Official home of the President of India, The Rashtrapati Bhavan is located in New Delhi, India. But when we talk about ‘Rashtrapati Bhawan’, it may refer to only the mansion that consists of 340-rooms inside the main building. It comprises of the president’s official residence, halls, guest rooms and offices. Sometimes, the same name is used to refer to the entire 130-hectare area that additionally includes huge presidential gardens, large open spaces, residences of bodyguards and staff, stables, other offices and utilities within its perimeter walls.


History says that the main palace building was built after it was decided that the capital of India would be relocated from Calcutta to Delhi in Delhi Durbar, in the year 1910. Edwin Landseer Lutyens, a British architect was and a major member of the city-planning process was given the primary responsibility of the architecture. With colors and details inspired by Indian architecture, Lutyens’ design resulted out to be grandly classical overall.


This enormous building consists of four floors and 340 rooms with a floor area of 200,000 square feet. It is said that it was built using 700 million bricks and 3,000,000 cu ft of stone with comparatively less steel.

In order to emphasis power and imperial authority, the building was designed in an Edwardian Baroque style which laid importance on the use of heavy classical motifs.

The design process of this historical structure was lengthy, complicated and politically charged as Lutyens did not want to accept any kind of local building tradition, dismissing it as primitive.

But, after a lot of political debates, it was decided that sensitivity must be shown to the local surroundings.

Lutyens had to concede this and certain local Indo-Saracenic motifs were incorporated in the exterior of the building, though in a rather superficially decorative form.

The Dome In the centre is a tall copper dome that reflects both Indian and British styles. It stands out from the rest of the building due to its height. Situated right in the middle of the diagonals between the four corners of the building, it is more than twice the height of the main building itself.

A Peep Inside

A peep into this amazingly beautiful structure would leave you awe-inspired by the interiors done.

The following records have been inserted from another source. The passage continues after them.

#[cfg(test)]
mod tests {
    use super::*;
    use std::rc::Rc;

    use crate::bandit::{QuestionDepth, QuizDifficulty};
    use crate::progress::PointStatus;
    use crate::providers::{MockProvider, Role};
    use crate::store::InMemoryStore;

    const T0: i64 = 1_700_000_000;

    fn config() -> TutorConfig {
        TutorConfig::default().with_epsilon(0.0)
    }

    fn tutor_with(provider: MockProvider, store: InMemoryStore) -> (Tutor, Rc<MockProvider>) {
        let provider = Rc::new(provider);
        let tutor = Tutor::load(
            "ada",
            Catalog::builtin(),
            config(),
            Box::new(provider.clone()),
            Box::new(store),
        )
        .unwrap()
        .with_seed(7);
        (tutor, provider)
    }

    fn tutor(provider: MockProvider) -> (Tutor, Rc<MockProvider>) {
        tutor_with(provider, InMemoryStore::new())
    }

    #[test]
    fn test_fresh_learner_defaults() {
        let (t, _) = tutor(MockProvider::new("mock"));
        assert!(t.load_report().is_clean());
        assert_eq!(t.state().progression.xp, 0);
        assert_eq!(t.state().personality, TeachingStyle::Socratic);
        assert_eq!(t.state().progress.current_subtopic(), "silk_roads");
        assert!(t.store().load("ada").unwrap().is_none());
    }

    #[test]
    fn test_intro_sent_once() {
        let (mut t, provider) = tutor(MockProvider::new("mock").with_reply("Welcome, traveller!"));
        let outcome = t.ensure_intro(T0).unwrap();
        assert_eq!(outcome.reply, "Welcome, traveller!");
        assert!(t.state().intro_sent);
        assert_eq!(t.state().transcript.len(), 1);
        assert!(t.ensure_intro(T0 + 1).is_none());

        let requests = provider.requests();
        assert_eq!(requests.len(), 1);
        assert_eq!(requests[0][0].role, Role::System);
        assert_eq!(requests[0].last().unwrap().content, intro_prompt(TeachingStyle::Socratic));
    }

    #[test]
    fn test_intro_failure_is_retried_later() {
        let (mut t, _) = tutor(
            MockProvider::new("mock")
                .with_error(ProviderError::Timeout)
                .with_reply("Hello again"),
        );
        let outcome = t.ensure_intro(T0).unwrap();
        assert!(outcome.fallback);
        assert!(!t.state().intro_sent);
        assert!(t.state().transcript.is_empty());
        assert_eq!(t.ensure_intro(T0 + 5).unwrap().reply, "Hello again");
    }

    #[test]
    fn test_intro_question_is_scored() {
        let (mut t, _) = tutor(
            MockProvider::new("mock")
                .with_reply("Welcome! [QUIZ] Name one Silk Road good.")
                .with_reply("Correct."),
        );
        let intro = t.ensure_intro(T0).unwrap();
        assert_eq!(intro.question, Some(QuestionKind::Quiz));
        assert_eq!(intro.awaiting_label, Some("25 XP for quiz mastery"));
        assert_eq!(t.state().transcript[0].meta.question_kind, Some(QuestionKind::Quiz));
        let pending = t.state().pending.unwrap();
        assert_eq!(pending.kind, QuestionKind::Quiz);
        assert_eq!(pending.attempts, 1);

        let outcome = t.handle_turn("silk and porcelain goods", T0 + 20);
        assert!(outcome.verdict.unwrap().accepted);
        assert_eq!(outcome.xp_awarded, 25);
        assert_eq!(t.state().progression.xp, 25);
    }

    #[test]
    fn test_free_text_sets_topic_and_poses_question() {
        let (mut t, _) = tutor(
            MockProvider::new("mock").with_reply("Merchants crossed deserts. [MINI-Q] Why?"),
        );
        let outcome = t.handle_turn("What made the Silk Roads so busy after 1200 anyway?", T0);
        assert_eq!(outcome.question, Some(QuestionKind::Mini));
        assert_eq!(outcome.awaiting_label, Some("10 XP for strong reasoning"));
        assert!(outcome.reply.contains("**Mini-Question:**"));
        assert!(outcome.verdict.is_none());
        assert_eq!(
            t.state().current_topic,
            "What made the Silk Roads so busy after..."
        );
        let pending = t.state().pending.unwrap();
        assert_eq!(pending.kind, QuestionKind::Mini);
        assert_eq!(pending.posed_at, T0);
        assert_eq!(pending.attempts, 1);
        assert!(t.store().load("ada").unwrap().is_some());
    }

    #[test]
    fn test_accepted_answer_awards_xp_and_rewards_bandit() {
        let (mut t, _) = tutor(
            MockProvider::new("mock")
                .with_reply("[MINI-Q] Why did caravanserai matter?")
                .with_reply("Exactly right."),
        );
        t.handle_turn("Tell me about caravans", T0);
        let outcome = t.handle_turn(
            "Because merchants needed safe places to rest and trade goods",
            T0 + 30,
        );
        let verdict = outcome.verdict.unwrap();
        assert!(verdict.accepted);
        assert_eq!(outcome.xp_awarded, 10);
        assert_eq!(t.state().progression.xp, 10);
        assert!(t.state().pending.is_none());
        assert!(outcome
            .notifications
            .contains(&Notification::XpAwarded {
                amount: 10,
                reason: "Thoughtful response".to_string()
            }));

        let bandit = &t.state().bandit;
        let hint = bandit.history(HintPolicy::LightHints).unwrap();
        assert_eq!(hint.samples().iter().copied().collect::<Vec<_>>(), vec![1.0]);
        let depth = bandit.history(QuestionDepth::DeepProbe).unwrap();
        assert_eq!(depth.samples().iter().copied().collect::<Vec<_>>(), vec![1.0]);
        assert!(bandit.history(QuizDifficulty::Medium).unwrap().is_empty());

        let answer = &t.state().transcript[2];
        assert_eq!(answer.meta.answered, Some(QuestionKind::Mini));
        assert_eq!(answer.meta.xp_awarded, 10);
        assert_eq!(t.stats().learner.mini_answered, 1);
    }

    #[test]
    fn test_rejected_answer_carries_attempts() {
        let (mut t, _) = tutor(
            MockProvider::new("mock")
                .with_reply("[MINI-Q] What did merchants need?")
                .with_reply("Think again. [MINI-Q] What did merchants need on long trips?"),
        );
        t.handle_turn("Start the lesson", T0);
        let outcome = t.handle_turn("I don't know", T0 + 20);
        assert!(!outcome.verdict.unwrap().accepted);
        assert_eq!(outcome.xp_awarded, 0);
        assert_eq!(t.state().progression.xp, 0);
        assert_eq!(t.state().pending.unwrap().attempts, 2);

        // Disengaged answer: LIGHT_HINTS without a hint, incorrect -> 0.2; depth -> 0.1.
        let bandit = &t.state().bandit;
        let hint = bandit.history(HintPolicy::LightHints).unwrap();
        assert!((hint.samples()[0] - 0.2).abs() < 1e-9);
        let depth = bandit.history(QuestionDepth::DeepProbe).unwrap();
        assert!((depth.samples()[0] - 0.1).abs() < 1e-9);
    }

    #[test]
    fn test_quiz_pass_advances_learning_point() {
        let (mut t, _) = tutor(
            MockProvider::new("mock")
                .with_reply("[QUIZ] What crossed Eurasia overland?")
                .with_reply("Correct!"),
        );
        t.handle_turn("Quiz me please", T0);
        let outcome = t.handle_turn("silk and porcelain", T0 + 45);
        assert_eq!(outcome.xp_awarded, 25);
        assert_eq!(t.state().progression.xp, 25);

        let quiz = t.state().bandit.history(QuizDifficulty::Medium).unwrap();
        assert_eq!(quiz.samples().iter().copied().collect::<Vec<_>>(), vec![1.0]);

        // The quiz completes point 0; the tagged question still in the scan
        // window then completes point 1.
        let points = t.state().progress.subtopic("silk_roads").unwrap().points;
        assert_eq!(
            points,
            [
                PointStatus::Completed,
                PointStatus::Completed,
                PointStatus::Active,
                PointStatus::Locked
            ]
        );
        assert_eq!(t.stats().subtopic_status, SubtopicStatus::InProgress);
    }

    #[test]
    fn test_generator_failure_uses_fallback() {
        let (mut t, _) = tutor(MockProvider::new("mock").with_error(ProviderError::RateLimited));
        let outcome = t.handle_turn("Hello tutor", T0);
        assert!(outcome.fallback);
        assert_eq!(outcome.reply, t.config().fallback_message);
        assert!(outcome.diagnostics[0].contains("rate limited"));
        assert!(outcome.warnings.is_empty());
        let last = t.state().transcript.last().unwrap();
        assert!(last.meta.fallback);
        assert_eq!(
            t.events().history(Some(crate::events::topics::GENERATOR_FALLBACK)).len(),
            1
        );
    }

    #[test]
    fn test_empty_reply_uses_fallback() {
        let (mut t, _) = tutor(MockProvider::new("mock").with_reply("   "));
        let outcome = t.handle_turn("Hello tutor", T0);
        assert!(outcome.fallback);
        assert!(outcome.diagnostics[0].contains("empty"));
    }

    #[test]
    fn test_save_failure_is_non_fatal() {
        let (mut t, _) = tutor_with(
            MockProvider::new("mock").with_reply("Hi there."),
            InMemoryStore::new().with_failing_writes(),
        );
        let outcome = t.handle_turn("Hello tutor", T0);
        assert_eq!(outcome.reply, "Hi there.");
        assert_eq!(outcome.warnings.len(), 1);
        assert!(outcome
            .notifications
            .iter()
            .any(|n| matches!(n, Notification::StateSaveFailed { .. })));
        assert_eq!(t.state().transcript.len(), 2);
    }

    #[test]
    fn test_narrative_episode_markers_drive_progress() {
        let (mut t, _) = tutor(
            MockProvider::new("mock")
                .with_reply("You rest at the caravanserai. [EPISODE-MASTERED:1]")
                .with_reply("The story ends. [EPISODE-MASTERED:4] [SUBTOPIC-COMPLETE]"),
        );
        t.set_personality(TeachingStyle::Narrative, T0);
        let outcome = t.handle_turn("I look at the silk bales", T0 + 1);
        assert!(!outcome.reply.contains("EPISODE"));
        assert!(outcome.notifications.contains(&Notification::EpisodeMastered {
            subtopic: "silk_roads".to_string(),
            episode: 1
        }));
        let p = t.state().progress.subtopic("silk_roads").unwrap();
        assert_eq!(p.points[0], PointStatus::Completed);
        assert_eq!(p.points[1], PointStatus::Active);

        let outcome = t.handle_turn("I travel on to Samarkand", T0 + 2);
        assert!(outcome.notifications.contains(&Notification::SubtopicMastered {
            subtopic: "silk_roads".to_string()
        }));
        assert!(outcome.notifications.contains(&Notification::SubtopicUnlocked {
            subtopic: "mongol_empire".to_string()
        }));
        assert!(t.state().progress.subtopic("silk_roads").unwrap().mastered);
        assert_eq!(t.state().progress.current_subtopic(), "mongol_empire");
    }

    #[test]
    fn test_episode_markers_ignored_outside_narrative() {
        let (mut t, _) = tutor(MockProvider::new("mock").with_reply("Fine. [EPISODE-MASTERED:3]"));
        let outcome = t.handle_turn("ok then", T0);
        assert_eq!(outcome.reply, "Fine.");
        let p = t.state().progress.subtopic("silk_roads").unwrap();
        assert_eq!(p.completed_count(), 0);
    }

    #[test]
    fn test_feedback_updates_bandit_and_log() {
        let (mut t, _) = tutor(MockProvider::new("mock").with_reply("Here is a primer."));
        t.handle_turn("Teach me", T0);
        let result = t.record_feedback(1, Thumb::Up, T0 + 5).unwrap();
        assert!(result.warnings.is_empty());
        let fb = t.state().bandit.feedback_history(HintPolicy::LightHints).unwrap();
        assert_eq!(fb.len(), 1);
        assert_eq!(t.state().feedback.len(), 1);
        assert_eq!(
            t.state().bandit.personality_satisfaction(TeachingStyle::Socratic),
            Some(1.0)
        );

        assert!(matches!(
            t.record_feedback(0, Thumb::Down, T0),
            Err(TutorError::InvalidFeedbackTarget(0))
        ));
        assert!(t.record_feedback(9, Thumb::Down, T0).is_err());
    }

    #[test]
    fn test_personality_switch_keeps_progress() {
        let (mut t, _) = tutor(MockProvider::new("mock").with_reply("Hello."));
        t.apply_daily_action(DailyAction::Lesson, T0);
        t.handle_turn("Hi", T0);
        let outcome = t.set_personality(TeachingStyle::Direct, T0 + 10);
        assert!(outcome
            .notifications
            .contains(&Notification::PersonalityChanged {
                personality: TeachingStyle::Direct
            }));
        assert!(t.state().transcript.is_empty());
        assert!(!t.state().intro_sent);
        assert_eq!(t.state().progression.xp, 30);
        assert!(t.set_personality(TeachingStyle::Direct, T0 + 11).notifications.is_empty());
    }

    #[test]
    fn test_daily_actions_level_up() {
        let (mut t, _) = tutor(MockProvider::new("mock"));
        for _ in 0..3 {
            t.apply_daily_action(DailyAction::Lesson, T0);
        }
        let outcome = t.apply_daily_action(DailyAction::Practice, T0);
        assert!(outcome.notifications.contains(&Notification::LevelUp { level: 2 }));
        let stats = t.stats();
        assert_eq!(stats.xp, 105);
        assert_eq!(stats.level, 2);
        assert_eq!(stats.badges, vec![Badge::Starter, Badge::FocusedLearner]);
    }

    #[test]
    fn test_quick_start_sets_topic_label() {
        let (mut t, provider) = tutor(MockProvider::new("mock").with_reply("Let's begin."));
        t.start_quick_start(0, T0).unwrap();
        let (label, prompt) = quick_starts(TeachingStyle::Socratic)[0];
        assert_eq!(t.state().current_topic, label);
        let request = &provider.requests()[0];
        assert_eq!(request.last().unwrap().content, prompt);
        assert!(matches!(
            t.start_quick_start(3, T0),
            Err(TutorError::UnknownQuickStart(3))
        ));
    }

    #[test]
    fn test_state_survives_reload() {
        let provider = MockProvider::new("mock")
            .with_reply("[QUIZ] Name one good.")
            .with_reply("Yes.");
        let (mut t, _) = tutor(provider);
        t.handle_turn("Quiz me", T0);
        t.handle_turn("silk and porcelain", T0 + 10);
        t.record_feedback(3, Thumb::Down, T0 + 20).unwrap();
        let blob = t.store().load("ada").unwrap().unwrap();

        let (reloaded, _) = tutor_with(
            MockProvider::new("mock"),
            InMemoryStore::new().with_blob("ada", blob),
        );
        assert!(reloaded.load_report().is_clean());
        assert_eq!(reloaded.state().progress, t.state().progress);
        assert_eq!(reloaded.state().bandit, t.state().bandit);
        assert_eq!(reloaded.state().progression, t.state().progression);
        assert_eq!(reloaded.state().transcript, t.state().transcript);
    }

    #[test]
    fn test_corrupt_saved_state_recovers() {
        let (t, _) = tutor_with(
            MockProvider::new("mock"),
            InMemoryStore::new().with_blob("ada", "definitely not json"),
        );
        assert!(t.load_report().corrupt);
        assert_eq!(t.state().progress.current_subtopic(), "silk_roads");
    }

    #[test]
    fn test_invalid_config_rejected() {
        let result = Tutor::load(
            "ada",
            Catalog::builtin(),
            TutorConfig::default().with_epsilon(2.0),
            Box::new(MockProvider::new("mock")),
            Box::new(InMemoryStore::new()),
        );
        assert!(matches!(result, Err(TutorError::Config(_))));
    }
}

There is a yellow coloured Drawing Room which is for smaller State function and an enormous Durbar Hall, which was called the Throne Room during the British Era. It is now used for State functions that include programmes like award ceremonies.

There are also a number of Drawing rooms and they are known by colour shades used in them like yellow, grey, etc.

Along with all these is a State Dining Hall, which is now known as Banquet Hall with a capacity of 104 seats.

These were just a handful out of the 340 rooms that the house has. And those are beyond imagination.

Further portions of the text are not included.